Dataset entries
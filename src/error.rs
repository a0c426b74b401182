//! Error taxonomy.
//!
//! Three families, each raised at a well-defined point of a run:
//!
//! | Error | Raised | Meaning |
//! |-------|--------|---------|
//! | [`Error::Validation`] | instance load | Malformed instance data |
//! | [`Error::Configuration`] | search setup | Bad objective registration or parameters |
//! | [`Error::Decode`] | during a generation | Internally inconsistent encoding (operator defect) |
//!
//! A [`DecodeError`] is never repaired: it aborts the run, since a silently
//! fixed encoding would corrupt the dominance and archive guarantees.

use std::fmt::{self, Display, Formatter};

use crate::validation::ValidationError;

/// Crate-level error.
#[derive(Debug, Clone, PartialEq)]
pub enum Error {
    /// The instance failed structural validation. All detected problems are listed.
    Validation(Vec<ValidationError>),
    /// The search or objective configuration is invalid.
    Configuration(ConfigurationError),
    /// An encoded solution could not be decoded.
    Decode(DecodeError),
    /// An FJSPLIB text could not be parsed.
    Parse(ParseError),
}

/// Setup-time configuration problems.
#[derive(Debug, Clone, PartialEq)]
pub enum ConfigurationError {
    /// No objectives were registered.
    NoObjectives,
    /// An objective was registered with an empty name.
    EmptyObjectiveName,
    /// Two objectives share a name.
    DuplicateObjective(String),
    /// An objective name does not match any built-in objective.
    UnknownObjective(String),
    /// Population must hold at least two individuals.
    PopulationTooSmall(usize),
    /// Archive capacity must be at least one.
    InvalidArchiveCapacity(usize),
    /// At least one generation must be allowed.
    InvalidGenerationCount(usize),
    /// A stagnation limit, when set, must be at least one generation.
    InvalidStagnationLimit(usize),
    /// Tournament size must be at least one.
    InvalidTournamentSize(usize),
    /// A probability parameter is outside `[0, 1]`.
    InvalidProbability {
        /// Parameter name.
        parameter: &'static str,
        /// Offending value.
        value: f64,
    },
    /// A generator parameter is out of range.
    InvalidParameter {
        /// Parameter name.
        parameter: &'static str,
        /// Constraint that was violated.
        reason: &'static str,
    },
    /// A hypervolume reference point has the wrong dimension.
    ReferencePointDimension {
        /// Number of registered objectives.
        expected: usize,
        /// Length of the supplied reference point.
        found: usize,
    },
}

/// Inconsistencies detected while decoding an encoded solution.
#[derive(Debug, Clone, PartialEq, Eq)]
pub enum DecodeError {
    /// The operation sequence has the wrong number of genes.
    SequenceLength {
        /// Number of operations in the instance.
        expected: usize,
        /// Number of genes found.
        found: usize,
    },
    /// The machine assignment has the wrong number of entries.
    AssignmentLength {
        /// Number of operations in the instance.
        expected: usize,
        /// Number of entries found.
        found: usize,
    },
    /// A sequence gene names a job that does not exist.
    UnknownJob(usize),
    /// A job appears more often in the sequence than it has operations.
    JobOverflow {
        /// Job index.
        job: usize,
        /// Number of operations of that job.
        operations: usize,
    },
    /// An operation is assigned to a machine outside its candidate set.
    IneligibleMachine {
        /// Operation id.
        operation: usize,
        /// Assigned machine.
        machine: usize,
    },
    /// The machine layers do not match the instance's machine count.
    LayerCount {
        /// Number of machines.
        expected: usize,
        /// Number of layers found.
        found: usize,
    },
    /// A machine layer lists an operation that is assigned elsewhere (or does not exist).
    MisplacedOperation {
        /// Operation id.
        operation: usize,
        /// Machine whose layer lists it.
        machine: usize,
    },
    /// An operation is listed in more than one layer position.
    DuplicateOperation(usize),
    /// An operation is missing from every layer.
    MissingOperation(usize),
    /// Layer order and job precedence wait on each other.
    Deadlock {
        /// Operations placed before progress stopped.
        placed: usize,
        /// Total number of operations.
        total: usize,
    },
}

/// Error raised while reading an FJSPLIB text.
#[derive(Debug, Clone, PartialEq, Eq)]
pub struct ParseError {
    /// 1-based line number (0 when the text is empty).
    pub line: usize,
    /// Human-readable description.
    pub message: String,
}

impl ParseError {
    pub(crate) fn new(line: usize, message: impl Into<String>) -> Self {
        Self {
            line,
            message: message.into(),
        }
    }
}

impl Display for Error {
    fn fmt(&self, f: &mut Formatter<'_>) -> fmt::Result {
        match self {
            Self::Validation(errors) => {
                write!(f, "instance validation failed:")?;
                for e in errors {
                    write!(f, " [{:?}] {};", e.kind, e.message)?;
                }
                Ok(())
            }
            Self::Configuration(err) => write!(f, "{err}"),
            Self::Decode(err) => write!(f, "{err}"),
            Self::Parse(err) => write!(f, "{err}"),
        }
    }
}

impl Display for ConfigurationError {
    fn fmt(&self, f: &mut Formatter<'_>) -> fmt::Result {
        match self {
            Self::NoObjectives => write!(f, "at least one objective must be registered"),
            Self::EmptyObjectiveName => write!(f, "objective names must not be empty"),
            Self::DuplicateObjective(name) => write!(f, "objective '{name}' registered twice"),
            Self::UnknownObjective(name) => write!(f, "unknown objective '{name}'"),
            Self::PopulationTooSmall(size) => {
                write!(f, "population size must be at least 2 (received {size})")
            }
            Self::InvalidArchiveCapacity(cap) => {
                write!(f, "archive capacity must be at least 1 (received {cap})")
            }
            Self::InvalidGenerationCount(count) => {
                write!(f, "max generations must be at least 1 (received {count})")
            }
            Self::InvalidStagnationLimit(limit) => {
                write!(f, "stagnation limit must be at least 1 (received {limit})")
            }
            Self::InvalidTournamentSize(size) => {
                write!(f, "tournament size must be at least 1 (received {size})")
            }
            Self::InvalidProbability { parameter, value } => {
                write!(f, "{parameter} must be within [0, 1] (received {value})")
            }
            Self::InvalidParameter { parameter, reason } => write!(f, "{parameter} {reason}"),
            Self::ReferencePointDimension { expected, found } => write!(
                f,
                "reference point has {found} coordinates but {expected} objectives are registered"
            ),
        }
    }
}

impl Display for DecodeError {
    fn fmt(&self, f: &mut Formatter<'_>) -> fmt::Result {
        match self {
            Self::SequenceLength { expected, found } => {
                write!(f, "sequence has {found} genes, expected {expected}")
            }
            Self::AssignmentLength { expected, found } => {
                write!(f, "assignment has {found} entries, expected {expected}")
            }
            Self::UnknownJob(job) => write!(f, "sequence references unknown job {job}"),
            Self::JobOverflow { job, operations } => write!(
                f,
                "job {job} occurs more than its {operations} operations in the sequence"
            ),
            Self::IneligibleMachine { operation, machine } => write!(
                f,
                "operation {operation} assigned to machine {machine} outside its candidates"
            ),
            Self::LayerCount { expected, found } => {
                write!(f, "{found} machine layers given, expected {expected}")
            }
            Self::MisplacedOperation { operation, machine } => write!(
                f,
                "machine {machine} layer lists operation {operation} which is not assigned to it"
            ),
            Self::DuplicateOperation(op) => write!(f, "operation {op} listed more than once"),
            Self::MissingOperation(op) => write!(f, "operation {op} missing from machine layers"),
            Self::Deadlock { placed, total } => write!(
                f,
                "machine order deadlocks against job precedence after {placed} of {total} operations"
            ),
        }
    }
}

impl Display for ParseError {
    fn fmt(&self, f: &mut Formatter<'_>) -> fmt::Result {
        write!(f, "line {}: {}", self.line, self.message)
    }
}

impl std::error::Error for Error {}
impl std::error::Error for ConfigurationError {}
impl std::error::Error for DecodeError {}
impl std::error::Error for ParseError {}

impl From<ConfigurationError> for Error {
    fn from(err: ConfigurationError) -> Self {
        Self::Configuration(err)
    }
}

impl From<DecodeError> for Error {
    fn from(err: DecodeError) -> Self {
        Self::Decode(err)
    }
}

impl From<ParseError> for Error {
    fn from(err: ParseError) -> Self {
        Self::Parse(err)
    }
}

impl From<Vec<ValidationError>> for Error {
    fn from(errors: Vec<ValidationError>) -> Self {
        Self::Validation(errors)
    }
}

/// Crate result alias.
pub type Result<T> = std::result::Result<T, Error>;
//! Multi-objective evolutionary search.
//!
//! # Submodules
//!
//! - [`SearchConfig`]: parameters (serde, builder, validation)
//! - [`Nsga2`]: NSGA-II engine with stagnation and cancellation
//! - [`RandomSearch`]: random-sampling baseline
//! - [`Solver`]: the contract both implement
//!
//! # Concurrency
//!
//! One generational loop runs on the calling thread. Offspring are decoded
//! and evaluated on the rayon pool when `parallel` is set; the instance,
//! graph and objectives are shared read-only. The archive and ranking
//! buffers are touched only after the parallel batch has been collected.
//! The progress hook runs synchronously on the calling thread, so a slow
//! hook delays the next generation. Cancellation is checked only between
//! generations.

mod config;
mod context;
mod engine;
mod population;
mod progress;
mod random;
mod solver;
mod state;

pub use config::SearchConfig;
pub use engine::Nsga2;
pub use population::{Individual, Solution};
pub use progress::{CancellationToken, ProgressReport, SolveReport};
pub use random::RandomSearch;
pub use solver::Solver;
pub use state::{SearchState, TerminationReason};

* _Work required_: Please give again the lines above between the line holding "fn from(err: DecodeError)" and the line holding "Multi-objective evolutionary search.", inclusive, exactly as they are and with nothing added.

* _Problem solution_:
    fn from(err: DecodeError) -> Self {
        Self::Decode(err)
    }
}

impl From<ParseError> for Error {
    fn from(err: ParseError) -> Self {
        Self::Parse(err)
    }
}

impl From<Vec<ValidationError>> for Error {
    fn from(errors: Vec<ValidationError>) -> Self {
        Self::Validation(errors)
    }
}

/// Crate result alias.
pub type Result<T> = std::result::Result<T, Error>;
//! Multi-objective evolutionary search.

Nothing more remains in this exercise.